La sphère décisionnelle des acteurs les plus puissants s'accroît
aux dépens de celle des plus démunis. La fonction centralisatrice
semble inhérente à la "grosse informatique", et on ne sait
pas si la diffusion de la micro-informatique aura un effet correcteur significatif.
Au plan politique, l'informatisation met en porte-à-faux
1es institutions parlementaires liées aux valeurs démocratiques.
La centralisation des informations sur les réalités locales
par les administrations centrales affaiblit le rôle représentatif
de l'élu. L'ordinateur fournit également à l'administration
des procédés d'évaluation, de rationalisation des
choix budgétaires (RCB), de planification, d'analyse coûts/avantages,
dont la technicité entraîne une incompétence relative
de l'élu, décourage la critique et rend le contrôle
parlementaire plus difficile. Les institutions démocratiques risquent
alors de ne garder qu'un rôle décoratif.
Ces décalages entre éthique démocratique
et réalité sociopolitique de l'informatisation ne sont pas
sérieusement atténués par les mesures légales
adoptées ici et là. Ces dernières permettent de moraliser
l'utilisation des banques de données nominales, mais pas de normaliser
éthiquement les effets : situation peu satisfaisante.
Le traitement de l'information et l'automatisation de l'action
La capacité de traiter automatiquement des données
est une des dimensions essentielles de la technologie informatique. Elle
pose des problèmes éthiques de nature variée, et beaucoup
moins discutés que ceux posés par le stockage. Le progrès
des ordinateurs a permis l'automatisation d'un grand nombre de tâches
humaines.
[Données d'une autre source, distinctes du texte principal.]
//! # Money Module
//!
//! Provides the `Money` and `TaxRate` types for handling monetary values.
//!
//! ## Round Once, at the End
//! ```text
//! ┌─────────────────────────────────────────────────────────────────────────┐
//! │  WHERE ROUNDING HAPPENS                                                 │
//! │                                                                         │
//! │  line totals ──► subtotal ──► discount ──► tax ──► total                │
//! │       (exact decimal, no rounding anywhere in this chain)               │
//! │                                                     │                   │
//! │                                                     ▼                   │
//! │                                   format: round half-up to 2 places     │
//! │                                                                         │
//! │  6.00kg × B/1.50 = 9.0000 exactly; 95.00 × 7% = 6.6500 exactly         │
//! │  Rounding intermediates would let totals drift by a cent.               │
//! └─────────────────────────────────────────────────────────────────────────┘
//! ```
//!
//! ## Usage
//! ```rust
//! use washfold_core::money::{Money, TaxRate};
//!
//! let price = Money::from_cents(1050); // B/10.50
//! let tax = price.calculate_tax(TaxRate::from_bps(700));
//! assert_eq!(tax.to_string(), "B/0.74"); // 0.735 rounds half-up
//! ```

use rust_decimal::prelude::ToPrimitive;
use rust_decimal::{Decimal, RoundingStrategy};
use serde::{Deserialize, Serialize};
use std::fmt;
use std::iter::Sum;
use std::ops::{Add, AddAssign, Mul, Neg, Sub, SubAssign};
use ts_rs::TS;

use crate::DEFAULT_CURRENCY_PREFIX;

/// Decimal places shown on every printed amount.
const DISPLAY_SCALE: u32 = 2;

// =============================================================================
// Money Type
// =============================================================================

/// A monetary amount in Balboas, kept at full decimal precision.
///
/// ## Design Decisions
/// - **Decimal, not cents**: weight pricing (kg × price/kg) and percentage
///   tax produce sub-cent intermediates; they are carried exactly
/// - **Signed**: variances and refunds go negative
/// - **JSON as number**: `12.5` on the wire, matching the data store
#[derive(
    Debug, Clone, Copy, PartialEq, Eq, PartialOrd, Ord, Hash, Default, Serialize, Deserialize, TS,
)]
#[ts(export)]
pub struct Money(
    #[serde(with = "rust_decimal::serde::float")]
    #[ts(type = "number")]
    Decimal,
);

impl Money {
    /// Wraps an exact decimal amount.
    #[inline]
    pub const fn new(amount: Decimal) -> Self {
        Money(amount)
    }

    /// Creates a Money value from cents.
    ///
    /// ## Example
    /// ```rust
    /// use washfold_core::money::Money;
    ///
    /// assert_eq!(Money::from_cents(1250).to_string(), "B/12.50");
    /// assert_eq!(Money::from_cents(-500).to_string(), "B/-5.00");
    /// ```
    #[inline]
    pub fn from_cents(cents: i64) -> Self {
        Money(Decimal::new(cents, 2))
    }

    /// Creates a Money value from whole Balboas.
    #[inline]
    pub fn from_units(units: i64) -> Self {
        Money(Decimal::from(units))
    }

    /// Returns zero money value.
    #[inline]
    pub const fn zero() -> Self {
        Money(Decimal::ZERO)
    }

    /// The exact, unrounded amount.
    #[inline]
    pub const fn amount(&self) -> Decimal {
        self.0
    }

    /// The amount rounded half-up (away from zero) to two decimals.
    ///
    /// Negative zero is normalized so `-0.001` never prints as `-0.00`.
    pub fn rounded(&self) -> Decimal {
        let mut rounded = self
            .0
            .round_dp_with_strategy(DISPLAY_SCALE, RoundingStrategy::MidpointAwayFromZero);
        if rounded.is_zero() {
            return Decimal::new(0, DISPLAY_SCALE);
        }
        // 12.5 must print as 12.50
        rounded.rescale(DISPLAY_SCALE);
        rounded
    }

    /// Whole cents after display rounding.
    pub fn cents(&self) -> i64 {
        (self.rounded() * Decimal::ONE_HUNDRED).to_i64().unwrap_or(0)
    }

    /// Checks if the value is zero.
    #[inline]
    pub fn is_zero(&self) -> bool {
        self.0.is_zero()
    }

    /// Checks if the value is positive (greater than zero).
    #[inline]
    pub fn is_positive(&self) -> bool {
        self.0 > Decimal::ZERO
    }

    /// Checks if the value is negative (less than zero).
    #[inline]
    pub fn is_negative(&self) -> bool {
        self.0 < Decimal::ZERO
    }

    /// Returns the absolute value.
    #[inline]
    pub fn abs(&self) -> Self {
        Money(self.0.abs())
    }

    /// Restricts the amount to `[min, max]`.
    pub fn clamp_to(self, min: Money, max: Money) -> Money {
        if self < min {
            min
        } else if self > max {
            max
        } else {
            self
        }
    }

    /// Calculates tax on this amount, unrounded.
    ///
    /// ## Example
    /// ```rust
    /// use washfold_core::money::{Money, TaxRate};
    ///
    /// let taxable = Money::from_units(95);
    /// let tax = taxable.calculate_tax(TaxRate::from_bps(700));
    /// assert_eq!(tax, Money::from_cents(665));
    /// ```
    pub fn calculate_tax(&self, rate: TaxRate) -> Money {
        Money(rate.apply(self.0))
    }

    /// Returns `percent`% of this amount, unrounded.
    pub fn percentage(&self, percent: Decimal) -> Money {
        Money(self.0 * percent / Decimal::ONE_HUNDRED)
    }

    /// Formats with an explicit currency prefix: `B/12.50`, `B/-5.00`.
    pub fn format_with(&self, prefix: &str) -> String {
        format!("{}{}", prefix, self.rounded())
    }
}

// =============================================================================
// Trait Implementations
// =============================================================================

/// Display uses the receipt format with the default `B/` prefix.
impl fmt::Display for Money {
    fn fmt(&self, f: &mut fmt::Formatter<'_>) -> fmt::Result {
        write!(f, "{}{}", DEFAULT_CURRENCY_PREFIX, self.rounded())
    }
}

impl From<Decimal> for Money {
    fn from(amount: Decimal) -> Self {
        Money(amount)
    }
}

impl Add for Money {
    type Output = Self;

    #[inline]
    fn add(self, other: Self) -> Self {
        Money(self.0 + other.0)
    }
}

impl AddAssign for Money {
    #[inline]
    fn add_assign(&mut self, other: Self) {
        self.0 += other.0;
    }
}

impl Sub for Money {
    type Output = Self;

    #[inline]
    fn sub(self, other: Self) -> Self {
        Money(self.0 - other.0)
    }
}

impl SubAssign for Money {
    #[inline]
    fn sub_assign(&mut self, other: Self) {
        self.0 -= other.0;
    }
}

impl Neg for Money {
    type Output = Self;

    #[inline]
    fn neg(self) -> Self {
        Money(-self.0)
    }
}

/// Multiplication by a quantity.
impl Mul<u32> for Money {
    type Output = Self;

    #[inline]
    fn mul(self, qty: u32) -> Self {
        Money(self.0 * Decimal::from(qty))
    }
}

/// Multiplication by a weight or any other decimal factor.
impl Mul<Decimal> for Money {
    type Output = Self;

    #[inline]
    fn mul(self, factor: Decimal) -> Self {
        Money(self.0 * factor)
    }
}

impl Sum for Money {
    fn sum<I: Iterator<Item = Money>>(iter: I) -> Self {
        iter.fold(Money::zero(), |acc, m| acc + m)
    }
}

impl<'a> Sum<&'a Money> for Money {
    fn sum<I: Iterator<Item = &'a Money>>(iter: I) -> Self {
        iter.fold(Money::zero(), |acc, m| acc + *m)
    }
}

// =============================================================================
// Tax Rate
// =============================================================================

/// Tax rate represented in basis points (bps).
///
/// ## Why Basis Points?
/// 1 basis point = 0.01%. Panama's ITBMS at 7.00% is 700 bps, which keeps
/// configured rates exact and comparable.
#[derive(Debug, Clone, Copy, PartialEq, Eq, Serialize, Deserialize, TS)]
#[ts(export)]
pub struct TaxRate(u32);

impl TaxRate {
    /// Panama ITBMS, used whenever the store has not configured a rate.
    pub const ITBMS: TaxRate = TaxRate(700);

    /// Creates a tax rate from basis points.
    #[inline]
    pub const fn from_bps(bps: u32) -> Self {
        TaxRate(bps)
    }

    /// Creates a tax rate from a percentage such as `7.00`.
    ///
    /// Returns `None` for negative rates; sub-basis-point digits are
    /// rounded half-up.
    pub fn from_percentage(percent: Decimal) -> Option<Self> {
        if percent.is_sign_negative() && !percent.is_zero() {
            return None;
        }
        (percent * Decimal::ONE_HUNDRED)
            .round_dp_with_strategy(0, RoundingStrategy::MidpointAwayFromZero)
            .to_u32()
            .map(TaxRate)
    }

    /// Returns the rate in basis points.
    #[inline]
    pub const fn bps(&self) -> u32 {
        self.0
    }

    /// Returns the rate as a percentage (`700` → `7`).
    pub fn percentage(&self) -> Decimal {
        Decimal::new(self.0 as i64, 2).normalize()
    }

    /// Tax on `amount`, unrounded.
    pub fn apply(&self, amount: Decimal) -> Decimal {
        amount * Decimal::from(self.0) / Decimal::from(10_000u32)
    }

    /// Zero tax rate.
    #[inline]
    pub const fn zero() -> Self {
        TaxRate(0)
    }

    /// Checks if tax rate is zero.
    #[inline]
    pub const fn is_zero(&self) -> bool {
        self.0 == 0
    }
}

impl Default for TaxRate {
    fn default() -> Self {
        TaxRate::ITBMS
    }
}

// =============================================================================
// Unit Tests
// =============================================================================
Nous nous pencherons sur quelques problèmes posés
par l'automatisation des actions de l'homme sur l'homme, et nous bornerons
à évoquer ceux posés par l'automatisation de l'action
de l'homme sur les choses.
Le perfectionnement des capacités de traitement des
données a suggéré de transférer à la
machine la capacité d'intervenir directement dans les processus
humains : techniques de discrimination entre catégories de personnes
par construction automatique de types ou "profils" à partir des
informations contenues dans des banques de données. Banques et compagnies
d'assurance y recourent pour accorder ou non certaines facilités.
L'évaluation de la fiabilité du client est donc transférée
à la machine et retirée au banquier. Au Canada, cette méthode
est également utilisée en justice pour définir des
profils de délinquants. Cette tendance à la mécanisation
du jugement se prolonge par le transfert à des "systèmes
experts" des capacités d'évaluation des situations humaines.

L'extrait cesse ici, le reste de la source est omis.